--- WHAT TO WORK ON ---
Write the records out once more. Leave each line exactly as given.

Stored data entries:
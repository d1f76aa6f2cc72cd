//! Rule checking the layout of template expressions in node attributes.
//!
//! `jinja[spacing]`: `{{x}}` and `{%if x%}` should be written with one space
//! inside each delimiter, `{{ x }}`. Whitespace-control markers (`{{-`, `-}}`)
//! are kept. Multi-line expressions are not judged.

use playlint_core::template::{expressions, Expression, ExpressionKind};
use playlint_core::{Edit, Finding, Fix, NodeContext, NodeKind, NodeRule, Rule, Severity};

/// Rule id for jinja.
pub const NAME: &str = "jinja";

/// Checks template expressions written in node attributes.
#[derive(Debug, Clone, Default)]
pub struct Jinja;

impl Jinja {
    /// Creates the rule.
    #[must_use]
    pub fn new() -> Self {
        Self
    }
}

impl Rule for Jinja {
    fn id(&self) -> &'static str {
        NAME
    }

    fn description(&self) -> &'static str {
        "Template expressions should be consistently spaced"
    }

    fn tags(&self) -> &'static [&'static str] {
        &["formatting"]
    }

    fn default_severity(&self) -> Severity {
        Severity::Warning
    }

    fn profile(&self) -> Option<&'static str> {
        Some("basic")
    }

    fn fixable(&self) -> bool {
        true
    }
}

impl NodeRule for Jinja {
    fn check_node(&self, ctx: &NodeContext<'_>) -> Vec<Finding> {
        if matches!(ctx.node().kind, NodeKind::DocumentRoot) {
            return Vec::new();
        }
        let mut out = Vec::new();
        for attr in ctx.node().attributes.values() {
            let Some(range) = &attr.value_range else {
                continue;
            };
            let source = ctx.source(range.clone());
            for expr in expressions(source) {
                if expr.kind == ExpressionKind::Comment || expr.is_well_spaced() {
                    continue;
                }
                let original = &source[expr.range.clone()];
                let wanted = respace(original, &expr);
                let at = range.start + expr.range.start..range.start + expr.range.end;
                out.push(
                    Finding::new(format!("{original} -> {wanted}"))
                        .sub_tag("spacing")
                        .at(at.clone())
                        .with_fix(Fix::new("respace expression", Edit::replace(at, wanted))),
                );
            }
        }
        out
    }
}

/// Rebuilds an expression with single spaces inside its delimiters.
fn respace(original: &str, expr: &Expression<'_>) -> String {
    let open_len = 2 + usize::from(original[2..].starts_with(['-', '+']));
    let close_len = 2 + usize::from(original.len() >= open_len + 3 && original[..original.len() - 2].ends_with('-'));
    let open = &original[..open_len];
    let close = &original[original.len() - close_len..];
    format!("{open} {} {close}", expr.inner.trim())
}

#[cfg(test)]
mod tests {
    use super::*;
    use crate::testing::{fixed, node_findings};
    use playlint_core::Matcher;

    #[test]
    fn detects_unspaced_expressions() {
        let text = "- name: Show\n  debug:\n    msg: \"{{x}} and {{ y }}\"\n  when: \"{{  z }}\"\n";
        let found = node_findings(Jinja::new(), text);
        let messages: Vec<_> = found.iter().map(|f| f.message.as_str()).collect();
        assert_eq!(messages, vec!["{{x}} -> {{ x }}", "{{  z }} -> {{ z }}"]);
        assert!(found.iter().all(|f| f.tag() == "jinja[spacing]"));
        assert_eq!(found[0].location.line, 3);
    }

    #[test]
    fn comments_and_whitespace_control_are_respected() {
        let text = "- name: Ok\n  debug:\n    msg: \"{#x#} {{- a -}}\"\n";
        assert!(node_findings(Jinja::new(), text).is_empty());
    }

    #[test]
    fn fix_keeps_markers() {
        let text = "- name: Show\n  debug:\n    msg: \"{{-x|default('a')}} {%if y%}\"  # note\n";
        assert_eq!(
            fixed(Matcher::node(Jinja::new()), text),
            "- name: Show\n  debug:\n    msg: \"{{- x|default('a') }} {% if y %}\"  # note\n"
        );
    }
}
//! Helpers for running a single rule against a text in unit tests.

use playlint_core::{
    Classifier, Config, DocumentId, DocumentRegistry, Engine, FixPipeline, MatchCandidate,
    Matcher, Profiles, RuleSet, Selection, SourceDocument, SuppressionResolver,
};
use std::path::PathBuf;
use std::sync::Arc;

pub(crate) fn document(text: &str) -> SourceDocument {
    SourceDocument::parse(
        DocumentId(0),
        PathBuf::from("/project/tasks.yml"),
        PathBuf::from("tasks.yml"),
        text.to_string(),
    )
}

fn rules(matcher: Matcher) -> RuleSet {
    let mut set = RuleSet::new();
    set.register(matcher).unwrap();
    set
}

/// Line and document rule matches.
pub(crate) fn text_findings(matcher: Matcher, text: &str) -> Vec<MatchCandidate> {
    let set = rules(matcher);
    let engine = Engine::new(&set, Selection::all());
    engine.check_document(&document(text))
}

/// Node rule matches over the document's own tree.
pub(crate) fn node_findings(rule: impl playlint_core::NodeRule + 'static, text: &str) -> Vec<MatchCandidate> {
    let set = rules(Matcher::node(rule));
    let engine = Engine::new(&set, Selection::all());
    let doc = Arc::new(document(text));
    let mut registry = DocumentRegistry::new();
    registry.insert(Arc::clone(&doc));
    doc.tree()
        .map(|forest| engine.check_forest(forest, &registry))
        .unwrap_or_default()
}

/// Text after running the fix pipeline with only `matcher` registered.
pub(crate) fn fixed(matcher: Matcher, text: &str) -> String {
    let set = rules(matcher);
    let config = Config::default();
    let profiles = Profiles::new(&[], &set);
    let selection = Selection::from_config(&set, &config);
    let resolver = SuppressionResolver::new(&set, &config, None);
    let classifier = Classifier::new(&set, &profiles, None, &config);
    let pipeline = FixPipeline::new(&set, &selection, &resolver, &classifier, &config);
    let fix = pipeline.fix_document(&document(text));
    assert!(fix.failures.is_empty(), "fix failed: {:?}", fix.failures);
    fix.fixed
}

--- EXPECTED OUTPUT ---
repository d1f76aa6f2cc72cd
//! Rule checking the layout of template expressions in node attributes.
//!
//! `jinja[spacing]`: `{{x}}` and `{%if x%}` should be written with one space
//! inside each delimiter, `{{ x }}`. Whitespace-control markers (`{{-`, `-}}`)
//! are kept. Multi-line expressions are not judged.

use playlint_core::template::{expressions, Expression, ExpressionKind};
use playlint_core::{Edit, Finding, Fix, NodeContext, NodeKind, NodeRule, Rule, Severity};

/// Rule id for jinja.
pub const NAME: &str = "jinja";

/// Checks template expressions written in node attributes.
#[derive(Debug, Clone, Default)]
pub struct Jinja;

impl Jinja {
    /// Creates the rule.
    #[must_use]
    pub fn new() -> Self {
        Self
    }
}

impl Rule for Jinja {
    fn id(&self) -> &'static str {
        NAME
    }

    fn description(&self) -> &'static str {
        "Template expressions should be consistently spaced"
    }

    fn tags(&self) -> &'static [&'static str] {
        &["formatting"]
    }

    fn default_severity(&self) -> Severity {
        Severity::Warning
    }

    fn profile(&self) -> Option<&'static str> {
        Some("basic")
    }

    fn fixable(&self) -> bool {
        true
    }
}

impl NodeRule for Jinja {
    fn check_node(&self, ctx: &NodeContext<'_>) -> Vec<Finding> {
        if matches!(ctx.node().kind, NodeKind::DocumentRoot) {
            return Vec::new();
        }
        let mut out = Vec::new();
        for attr in ctx.node().attributes.values() {
            let Some(range) = &attr.value_range else {
                continue;
            };
            let source = ctx.source(range.clone());
            for expr in expressions(source) {
                if expr.kind == ExpressionKind::Comment || expr.is_well_spaced() {
                    continue;
                }
                let original = &source[expr.range.clone()];
                let wanted = respace(original, &expr);
                let at = range.start + expr.range.start..range.start + expr.range.end;
                out.push(
                    Finding::new(format!("{original} -> {wanted}"))
                        .sub_tag("spacing")
                        .at(at.clone())
                        .with_fix(Fix::new("respace expression", Edit::replace(at, wanted))),
                );
            }
        }
        out
    }
}

/// Rebuilds an expression with single spaces inside its delimiters.
fn respace(original: &str, expr: &Expression<'_>) -> String {
    let open_len = 2 + usize::from(original[2..].starts_with(['-', '+']));
    let close_len = 2 + usize::from(original.len() >= open_len + 3 && original[..original.len() - 2].ends_with('-'));
    let open = &original[..open_len];
    let close = &original[original.len() - close_len..];
    format!("{open} {} {close}", expr.inner.trim())
}

#[cfg(test)]
mod tests {
    use super::*;
    use crate::testing::{fixed, node_findings};
    use playlint_core::Matcher;

    #[test]
    fn detects_unspaced_expressions() {
        let text = "- name: Show\n  debug:\n    msg: \"{{x}} and {{ y }}\"\n  when: \"{{  z }}\"\n";
        let found = node_findings(Jinja::new(), text);
        let messages: Vec<_> = found.iter().map(|f| f.message.as_str()).collect();
        assert_eq!(messages, vec!["{{x}} -> {{ x }}", "{{  z }} -> {{ z }}"]);
        assert!(found.iter().all(|f| f.tag() == "jinja[spacing]"));
        assert_eq!(found[0].location.line, 3);
    }

    #[test]
    fn comments_and_whitespace_control_are_respected() {
        let text = "- name: Ok\n  debug:\n    msg: \"{#x#} {{- a -}}\"\n";
        assert!(node_findings(Jinja::new(), text).is_empty());
    }

    #[test]
    fn fix_keeps_markers() {
        let text = "- name: Show\n  debug:\n    msg: \"{{-x|default('a')}} {%if y%}\"  # note\n";
        assert_eq!(
            fixed(Matcher::node(Jinja::new()), text),
            "- name: Show\n  debug:\n    msg: \"{{- x|default('a') }} {% if y %}\"  # note\n"
        );
    }
}
//! Helpers for running a single rule against a text in unit tests.

use playlint_core::{
    Classifier, Config, DocumentId, DocumentRegistry, Engine, FixPipeline, MatchCandidate,
    Matcher, Profiles, RuleSet, Selection, SourceDocument, SuppressionResolver,
};
use std::path::PathBuf;
use std::sync::Arc;

pub(crate) fn document(text: &str) -> SourceDocument {
    SourceDocument::parse(
        DocumentId(0),
        PathBuf::from("/project/tasks.yml"),
        PathBuf::from("tasks.yml"),
        text.to_string(),
    )
}

fn rules(matcher: Matcher) -> RuleSet {
    let mut set = RuleSet::new();
    set.register(matcher).unwrap();
    set
}

/// Line and document rule matches.
pub(crate) fn text_findings(matcher: Matcher, text: &str) -> Vec<MatchCandidate> {
    let set = rules(matcher);
    let engine = Engine::new(&set, Selection::all());
    engine.check_document(&document(text))
}

/// Node rule matches over the document's own tree.
pub(crate) fn node_findings(rule: impl playlint_core::NodeRule + 'static, text: &str) -> Vec<MatchCandidate> {
    let set = rules(Matcher::node(rule));
    let engine = Engine::new(&set, Selection::all());
    let doc = Arc::new(document(text));
    let mut registry = DocumentRegistry::new();
    registry.insert(Arc::clone(&doc));
    doc.tree()
        .map(|forest| engine.check_forest(forest, &registry))
        .unwrap_or_default()
}

/// Text after running the fix pipeline with only `matcher` registered.
pub(crate) fn fixed(matcher: Matcher, text: &str) -> String {
    let set = rules(matcher);
    let config = Config::default();
    let profiles = Profiles::new(&[], &set);
    let selection = Selection::from_config(&set, &config);
    let resolver = SuppressionResolver::new(&set, &config, None);
    let classifier = Classifier::new(&set, &profiles, None, &config);
    let pipeline = FixPipeline::new(&set, &selection, &resolver, &classifier, &config);
    let fix = pipeline.fix_document(&document(text));
    assert!(fix.failures.is_empty(), "fix failed: {:?}", fix.failures);
    fix.fixed
}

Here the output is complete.